### What the task asks
Every line of the data below must be given again exactly.

### Excerpts from a dataset
◆ ◆ ◆ ◆ ◆

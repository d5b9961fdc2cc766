//! Wire models exchanged with the management agent.

use crate::error::Result;
use serde::de::{self, Deserializer, IgnoredAny, MapAccess, Visitor};
use serde::{Deserialize, Serialize};
use std::fmt;

const POWERED_ON_FIELD: &str = "PoweredOn";

/// Power state reported by `GET /status`.
///
/// Decoding is lenient: a `null` document or a `null`/missing `PoweredOn`
/// reads as `false`, the key matches case-insensitively, the last
/// occurrence of a repeated key wins and unknown fields are ignored.
#[derive(Debug, Clone, Copy, Default, PartialEq, Eq, Serialize)]
pub struct PowerStatus {
    /// Whether the machine is currently powered on
    #[serde(rename = "PoweredOn")]
    pub powered_on: bool,
}

impl PowerStatus {
    /// Decode the first JSON value in `body`.
    ///
    /// Bytes following the first complete value are not inspected.
    ///
    /// # Errors
    ///
    /// Returns [`crate::Error::Decode`] if the body is empty, is not JSON, is
    /// neither an object nor `null`, or `PoweredOn` is not a boolean.
    pub fn from_body(body: &[u8]) -> Result<Self> {
        let mut deserializer = serde_json::Deserializer::from_slice(body);
        Ok(Self::deserialize(&mut deserializer)?)
    }
}

impl<'de> Deserialize<'de> for PowerStatus {
    fn deserialize<D>(deserializer: D) -> std::result::Result<Self, D::Error>
    where
        D: Deserializer<'de>,
    {
        deserializer.deserialize_any(PowerStatusVisitor)
    }
}

struct PowerStatusVisitor;

impl<'de> Visitor<'de> for PowerStatusVisitor {
    type Value = PowerStatus;

    fn expecting(&self, f: &mut fmt::Formatter<'_>) -> fmt::Result {
        f.write_str("a power status object or null")
    }

    fn visit_unit<E: de::Error>(self) -> std::result::Result<Self::Value, E> {
        Ok(PowerStatus::default())
    }

    fn visit_none<E: de::Error>(self) -> std::result::Result<Self::Value, E> {
        Ok(PowerStatus::default())
    }

    fn visit_map<A>(self, mut map: A) -> std::result::Result<Self::Value, A::Error>
    where
        A: MapAccess<'de>,
    {
        let mut status = PowerStatus::default();

        while let Some(key) = map.next_key::<String>()? {
            if key.eq_ignore_ascii_case(POWERED_ON_FIELD) {
                // null leaves the previous value in place
                if let Some(powered_on) = map.next_value::<Option<bool>>()? {
                    status.powered_on = powered_on;
                }
            } else {
                map.next_value::<IgnoredAny>()?;
            }
        }

        Ok(status)
    }
}
use bright_smile_api::{app, state::AppState};

#[tokio::main]
async fn main() -> anyhow::Result<()> {
    dotenvy::dotenv().ok();

    let env_filter = std::env::var("RUST_LOG")
        .unwrap_or_else(|_| "bright_smile_api=debug,axum=info,tower_http=info".to_string());
    let json_logs = std::env::var("LOG_FORMAT")
        .map(|v| v == "json")
        .unwrap_or(false);

    if json_logs {
        tracing_subscriber::fmt()
            .with_env_filter(env_filter)
            .with_target(false)
            .json()
            .init();
    } else {
        tracing_subscriber::fmt().with_env_filter(env_filter).init();
    }

    let app_state = AppState::init().await?;

    sqlx::migrate!("./migrations").run(&app_state.db).await?;

    let app = app::build_app(app_state);
    app::serve(app).await
}
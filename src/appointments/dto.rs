use serde::{Deserialize, Serialize};
use time::PrimitiveDateTime;

use crate::appointments::repo::Appointment;
use crate::datetime::sql_datetime;

/// Form body for the public booking endpoint. `time` is optional and
/// minute-precision; `message` is free text.
#[derive(Debug, Deserialize)]
pub struct AppointmentForm {
    #[serde(default)]
    pub name: String,
    #[serde(default)]
    pub email: String,
    #[serde(default)]
    pub phone: String,
    #[serde(default)]
    pub date: String,
    #[serde(default)]
    pub time: String,
    #[serde(default)]
    pub message: String,
}

#[derive(Debug, Deserialize)]
pub struct UserAppointmentsQuery {
    #[serde(default)]
    pub email: String,
}

/// Appointment as shown to the visitor who booked it.
#[derive(Debug, Serialize)]
pub struct AppointmentView {
    pub id: i64,
    pub name: String,
    pub email: String,
    pub phone: String,
    #[serde(with = "sql_datetime")]
    pub appointment_date: PrimitiveDateTime,
    pub message: Option<String>,
}

impl From<Appointment> for AppointmentView {
    fn from(a: Appointment) -> Self {
        Self {
            id: a.id,
            name: a.name,
            email: a.email,
            phone: a.phone,
            appointment_date: a.appointment_date,
            message: a.message,
        }
    }
}

#[derive(Debug, Serialize)]
pub struct UserAppointmentsResponse {
    pub success: bool,
    pub appointments: Vec<AppointmentView>,
}
use axum::{
    routing::{get, post},
    Router,
};

use crate::error::{method_not_allowed, post_only};
use crate::state::AppState;

mod dto;
pub mod handlers;
pub mod password;
pub mod repo;

pub use repo::{Role, User};

pub fn router() -> Router<AppState> {
    Router::new()
        .route("/register", post(handlers::register).fallback(post_only))
        .route("/login", post(handlers::login).fallback(post_only))
        .route(
            "/logout",
            get(handlers::logout)
                .post(handlers::logout)
                .fallback(method_not_allowed),
        )
}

◆ ◆ ◆ ◆ ◆

### Result for this task
repository d5b9961fdc2cc766
//! Wire models exchanged with the management agent.

use crate::error::Result;
use serde::de::{self, Deserializer, IgnoredAny, MapAccess, Visitor};
use serde::{Deserialize, Serialize};
use std::fmt;

const POWERED_ON_FIELD: &str = "PoweredOn";

/// Power state reported by `GET /status`.
///
/// Decoding is lenient: a `null` document or a `null`/missing `PoweredOn`
/// reads as `false`, the key matches case-insensitively, the last
/// occurrence of a repeated key wins and unknown fields are ignored.
#[derive(Debug, Clone, Copy, Default, PartialEq, Eq, Serialize)]
pub struct PowerStatus {
    /// Whether the machine is currently powered on
    #[serde(rename = "PoweredOn")]
    pub powered_on: bool,
}

impl PowerStatus {
    /// Decode the first JSON value in `body`.
    ///
    /// Bytes following the first complete value are not inspected.
    ///
    /// # Errors
    ///
    /// Returns [`crate::Error::Decode`] if the body is empty, is not JSON, is
    /// neither an object nor `null`, or `PoweredOn` is not a boolean.
    pub fn from_body(body: &[u8]) -> Result<Self> {
        let mut deserializer = serde_json::Deserializer::from_slice(body);
        Ok(Self::deserialize(&mut deserializer)?)
    }
}

impl<'de> Deserialize<'de> for PowerStatus {
    fn deserialize<D>(deserializer: D) -> std::result::Result<Self, D::Error>
    where
        D: Deserializer<'de>,
    {
        deserializer.deserialize_any(PowerStatusVisitor)
    }
}

struct PowerStatusVisitor;

impl<'de> Visitor<'de> for PowerStatusVisitor {
    type Value = PowerStatus;

    fn expecting(&self, f: &mut fmt::Formatter<'_>) -> fmt::Result {
        f.write_str("a power status object or null")
    }

    fn visit_unit<E: de::Error>(self) -> std::result::Result<Self::Value, E> {
        Ok(PowerStatus::default())
    }

    fn visit_none<E: de::Error>(self) -> std::result::Result<Self::Value, E> {
        Ok(PowerStatus::default())
    }

    fn visit_map<A>(self, mut map: A) -> std::result::Result<Self::Value, A::Error>
    where
        A: MapAccess<'de>,
    {
        let mut status = PowerStatus::default();

        while let Some(key) = map.next_key::<String>()? {
            if key.eq_ignore_ascii_case(POWERED_ON_FIELD) {
                // null leaves the previous value in place
                if let Some(powered_on) = map.next_value::<Option<bool>>()? {
                    status.powered_on = powered_on;
                }
            } else {
                map.next_value::<IgnoredAny>()?;
            }
        }

        Ok(status)
    }
}
use bright_smile_api::{app, state::AppState};

#[tokio::main]
async fn main() -> anyhow::Result<()> {
    dotenvy::dotenv().ok();

    let env_filter = std::env::var("RUST_LOG")
        .unwrap_or_else(|_| "bright_smile_api=debug,axum=info,tower_http=info".to_string());
    let json_logs = std::env::var("LOG_FORMAT")
        .map(|v| v == "json")
        .unwrap_or(false);

    if json_logs {
        tracing_subscriber::fmt()
            .with_env_filter(env_filter)
            .with_target(false)
            .json()
            .init();
    } else {
        tracing_subscriber::fmt().with_env_filter(env_filter).init();
    }

    let app_state = AppState::init().await?;

    sqlx::migrate!("./migrations").run(&app_state.db).await?;

    let app = app::build_app(app_state);
    app::serve(app).await
}
filename src/appointments/dto.rs
use serde::{Deserialize, Serialize};
use time::PrimitiveDateTime;

use crate::appointments::repo::Appointment;
use crate::datetime::sql_datetime;

/// Form body for the public booking endpoint. `time` is optional and
/// minute-precision; `message` is free text.
#[derive(Debug, Deserialize)]
pub struct AppointmentForm {
    #[serde(default)]
    pub name: String,
    #[serde(default)]
    pub email: String,
    #[serde(default)]
    pub phone: String,
    #[serde(default)]
    pub date: String,
    #[serde(default)]
    pub time: String,
    #[serde(default)]
    pub message: String,
}

#[derive(Debug, Deserialize)]
pub struct UserAppointmentsQuery {
    #[serde(default)]
    pub email: String,
}

/// Appointment as shown to the visitor who booked it.
#[derive(Debug, Serialize)]
pub struct AppointmentView {
    pub id: i64,
    pub name: String,
    pub email: String,
    pub phone: String,
    #[serde(with = "sql_datetime")]
    pub appointment_date: PrimitiveDateTime,
    pub message: Option<String>,
}

impl From<Appointment> for AppointmentView {
    fn from(a: Appointment) -> Self {
        Self {
            id: a.id,
            name: a.name,
            email: a.email,
            phone: a.phone,
            appointment_date: a.appointment_date,
            message: a.message,
        }
    }
}

#[derive(Debug, Serialize)]
pub struct UserAppointmentsResponse {
    pub success: bool,
    pub appointments: Vec<AppointmentView>,
}
use axum::{
    routing::{get, post},
    Router,
};

use crate::error::{method_not_allowed, post_only};
use crate::state::AppState;

mod dto;
pub mod handlers;
pub mod password;
pub mod repo;

pub use repo::{Role, User};

pub fn router() -> Router<AppState> {
    Router::new()
        .route("/register", post(handlers::register).fallback(post_only))
        .route("/login", post(handlers::login).fallback(post_only))
        .route(
            "/logout",
            get(handlers::logout)
                .post(handlers::logout)
                .fallback(method_not_allowed),
        )
}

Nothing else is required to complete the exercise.